#### Listed records
_ _ _ _ _

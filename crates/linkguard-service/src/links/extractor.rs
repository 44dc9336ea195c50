//! Candidate link extraction from free chat text

use std::sync::{Arc, LazyLock};

use regex::Regex;

use super::tld::TldDictionary;

/// Optional scheme, dotted host, optional port, optional path/query/fragment
static CANDIDATE: LazyLock<Regex> = LazyLock::new(|| {
    Regex::new(
        r"(?i)(?:[a-z][a-z0-9+.\-]*://)?(?:[a-z0-9](?:[a-z0-9\-]{0,61}[a-z0-9])?\.)+(?:[a-z]{2,63}|xn--[a-z0-9\-]{1,59})(?::[0-9]{1,5})?(?:[/?#][^\s]*)?",
    )
    .expect("candidate pattern is valid")
});

/// Punctuation that closes a sentence rather than a link
const TRAILING_PUNCTUATION: &[char] = &['.', ',', ';', ':', '!', '?', ')', ']', '}', '\'', '"', '>'];

/// Finds link-like substrings in a message
#[derive(Debug, Clone)]
pub struct LinkExtractor {
    tlds: Arc<TldDictionary>,
}

impl LinkExtractor {
    pub fn new(tlds: Arc<TldDictionary>) -> Self {
        Self { tlds }
    }

    pub fn tlds(&self) -> &Arc<TldDictionary> {
        &self.tlds
    }

    /// All candidate links in `text`, in order of appearance.
    ///
    /// Bare hosts and hosts with paths both count. A match directly followed
    /// by `@` is the local part of an address and is skipped; the host after
    /// the `@` is still found.
    pub fn find_candidates(&self, text: &str) -> Vec<String> {
        CANDIDATE
            .find_iter(text)
            .filter(|m| !text[m.end()..].starts_with('@'))
            .map(|m| m.as_str().trim_end_matches(TRAILING_PUNCTUATION))
            .filter(|candidate| self.has_known_tld(candidate))
            .map(str::to_string)
            .collect()
    }

    fn has_known_tld(&self, candidate: &str) -> bool {
        let without_scheme = candidate
            .split_once("://")
            .map_or(candidate, |(_, rest)| rest);
        let host = without_scheme
            .split(|c| matches!(c, ':' | '/' | '?' | '#'))
            .next()
            .unwrap_or_default();
        host.rsplit('.')
            .next()
            .is_some_and(|tld| self.tlds.contains(tld))
    }
}

#[cfg(test)]
mod tests {
    use super::*;

    fn extractor() -> LinkExtractor {
        LinkExtractor::new(Arc::new(TldDictionary::builtin()))
    }

    #[test]
    fn test_bare_and_schemed_links() {
        let found = extractor()
            .find_candidates("check out example.org and https://clips.twitch.tv/Abc?x=1 now");
        assert_eq!(found, vec!["example.org", "https://clips.twitch.tv/Abc?x=1"]);
    }

    #[test]
    fn test_trailing_punctuation_is_dropped() {
        let found = extractor().find_candidates("see (youtube.com/watch?v=1). Or bit.ly!");
        assert_eq!(found, vec!["youtube.com/watch?v=1", "bit.ly"]);
    }

    #[test]
    fn test_unknown_tld_is_not_a_link() {
        assert!(extractor().find_candidates("file.txt and v1.2 and a.b").is_empty());
    }

    #[test]
    fn test_at_is_a_left_stop() {
        let found = extractor().find_candidates("mail jane.de@example.com please");
        assert_eq!(found, vec!["example.com"]);
    }

    #[test]
    fn test_port_and_uppercase() {
        let found = extractor().find_candidates("EXAMPLE.COM:8080/path");
        assert_eq!(found, vec!["EXAMPLE.COM:8080/path"]);
    }
}
//! Repository implementations
//!
//! Implementations of the authoritative-tier trait defined in linkguard-core.

mod channel;
mod error;
mod memory;

pub use channel::PgChannelConfigStore;
pub use memory::MemoryChannelStore;
//! Link check service - disallowed domains plus pattern eviction

use std::collections::BTreeSet;

use tracing::{error, info, instrument};

use linkguard_core::entities::ChannelConfig;

use crate::links::LinkVerdict;

use super::context::ServiceContext;
use super::outbound::OutboundService;

/// Link check service
pub struct LinkCheckService<'a> {
    ctx: &'a ServiceContext,
}

impl<'a> LinkCheckService<'a> {
    /// Create a new LinkCheckService
    pub fn new(ctx: &'a ServiceContext) -> Self {
        Self { ctx }
    }

    /// Hosts in `message` that no allow rule in `config` covers.
    ///
    /// Pattern entries that run out of time are removed from the channel's
    /// allow list and the channel is told about it.
    #[instrument(skip(self, message, config), fields(channel = %config.name))]
    pub async fn find_disallowed_domains(
        &self,
        message: &str,
        config: &ChannelConfig,
    ) -> BTreeSet<String> {
        let verdict = self.ctx.links().evaluate(message, config).await;
        if !verdict.expired_patterns.is_empty() {
            self.evict_patterns(config, &verdict.expired_patterns).await;
        }
        verdict.disallowed
    }

    /// Evaluate without evicting anything (for `!links test`)
    pub async fn dry_run(&self, message: &str, config: &ChannelConfig) -> LinkVerdict {
        self.ctx.links().evaluate(message, config).await
    }

    async fn evict_patterns(&self, config: &ChannelConfig, expired: &[String]) {
        let mut updated = config.clone();
        if !updated.deny(expired.iter().map(String::as_str)) {
            return;
        }

        if let Err(e) = self.ctx.repository().put(&updated).await {
            error!(channel = %config.name, error = %e, "Failed to evict slow allow-list pattern");
            return;
        }
        self.ctx
            .links()
            .forget_patterns(expired.iter().map(String::as_str));

        let outbound = OutboundService::new(self.ctx);
        for entry in expired {
            info!(channel = %config.name, entry = %entry, "Evicted slow allow-list pattern");
            outbound
                .send_message(
                    &config.name,
                    &format!(
                        "Removed {entry} from the allow list in {} because it took too long to evaluate.",
                        config.name
                    ),
                )
                .await;
        }
    }
}
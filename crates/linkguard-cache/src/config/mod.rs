//! Channel configuration cache tier.

mod channel_config;

pub use channel_config::RedisChannelConfigCache;
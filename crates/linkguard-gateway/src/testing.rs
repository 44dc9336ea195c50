//! Shared fixtures for gateway unit tests

use std::sync::Arc;

use linkguard_cache::MemoryCache;
use linkguard_core::events::OutboundAction;
use linkguard_db::MemoryChannelStore;
use linkguard_service::{ModerationSettings, QueueSink, ServiceContextBuilder};

use crate::server::GatewayState;

/// State over in-memory tiers with bot channel `guardbot`
pub fn state(extra_channels: &[&str]) -> GatewayState {
    let cache = Arc::new(MemoryCache::new());
    let (sink, outbound) = QueueSink::channel();
    let ctx = ServiceContextBuilder::new()
        .cache(cache.clone())
        .store(Arc::new(MemoryChannelStore::new()))
        .ephemeral(cache)
        .sink(Arc::new(sink))
        .settings(ModerationSettings {
            bot_channel: "guardbot".to_string(),
            extra_channels: extra_channels.iter().map(|c| (*c).to_string()).collect(),
            ..Default::default()
        })
        .build()
        .unwrap();
    GatewayState::new(ctx, outbound).0
}

/// Next queued outbound action, if one is already waiting
pub async fn next_action(state: &GatewayState) -> Option<OutboundAction> {
    state.outbound().lock().await.try_recv().ok()
}
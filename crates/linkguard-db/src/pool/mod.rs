//! Database connection pool management

mod postgres;

pub use postgres::{create_pool, ensure_schema, DatabaseConfig};

// Re-export PgPool for convenience
pub use sqlx::postgres::PgPool;
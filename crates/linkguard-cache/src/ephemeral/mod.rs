//! Cache-only permits and cooldowns.

mod store;

pub use store::RedisEphemeralStore;
//! Permit and cooldown issuance

use tracing::{info, instrument};

use linkguard_core::entities::{Cooldown, Permit};

use super::context::ServiceContext;
use super::error::ServiceResult;

/// Permit & cooldown service
pub struct PermitService<'a> {
    ctx: &'a ServiceContext,
}

impl<'a> PermitService<'a> {
    /// Create a new PermitService
    pub fn new(ctx: &'a ServiceContext) -> Self {
        Self { ctx }
    }

    /// Let `user` post any link in `channel` for the permit duration
    #[instrument(skip(self))]
    pub async fn issue_permit(&self, channel: &str, user: &str) -> ServiceResult<Permit> {
        let permit = Permit::new(channel, user);
        self.ctx
            .ephemeral()
            .put_permit(&permit, self.ctx.settings().permit_ttl)
            .await?;
        info!(channel = %permit.channel, user = %permit.user, "Permit issued");
        Ok(permit)
    }

    /// Whether `user` currently holds a permit in `channel`
    #[instrument(skip(self))]
    pub async fn has_permit(&self, channel: &str, user: &str) -> ServiceResult<bool> {
        Ok(self
            .ctx
            .ephemeral()
            .has_permit(&Permit::new(channel, user))
            .await?)
    }

    /// Suppress outbound sends to `channel` for the cooldown duration
    #[instrument(skip(self))]
    pub async fn set_cooldown(&self, channel: &str) -> ServiceResult<()> {
        let cooldown = Cooldown::new(channel);
        self.ctx
            .ephemeral()
            .put_cooldown(&cooldown, self.ctx.settings().cooldown_ttl)
            .await?;
        info!(channel = %cooldown.channel, "Channel cooldown set");
        Ok(())
    }

    /// Whether sends to `channel` are currently suppressed
    #[instrument(skip(self))]
    pub async fn check_cooldown(&self, channel: &str) -> ServiceResult<bool> {
        Ok(self
            .ctx
            .ephemeral()
            .has_cooldown(&Cooldown::new(channel))
            .await?)
    }
}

_ _ _ _ _

#### Activity
Please print the lines from the start of the records up to and including the line with "than a link", copying each one exactly and leaving out the rest.

#### Answer for the task
filename crates/linkguard-service/src/links/extractor.rs
repository 44dc9336ea195c50
//! Candidate link extraction from free chat text

use std::sync::{Arc, LazyLock};

use regex::Regex;

use super::tld::TldDictionary;

/// Optional scheme, dotted host, optional port, optional path/query/fragment
static CANDIDATE: LazyLock<Regex> = LazyLock::new(|| {
    Regex::new(
        r"(?i)(?:[a-z][a-z0-9+.\-]*://)?(?:[a-z0-9](?:[a-z0-9\-]{0,61}[a-z0-9])?\.)+(?:[a-z]{2,63}|xn--[a-z0-9\-]{1,59})(?::[0-9]{1,5})?(?:[/?#][^\s]*)?",
    )
    .expect("candidate pattern is valid")
});

/// Punctuation that closes a sentence rather than a link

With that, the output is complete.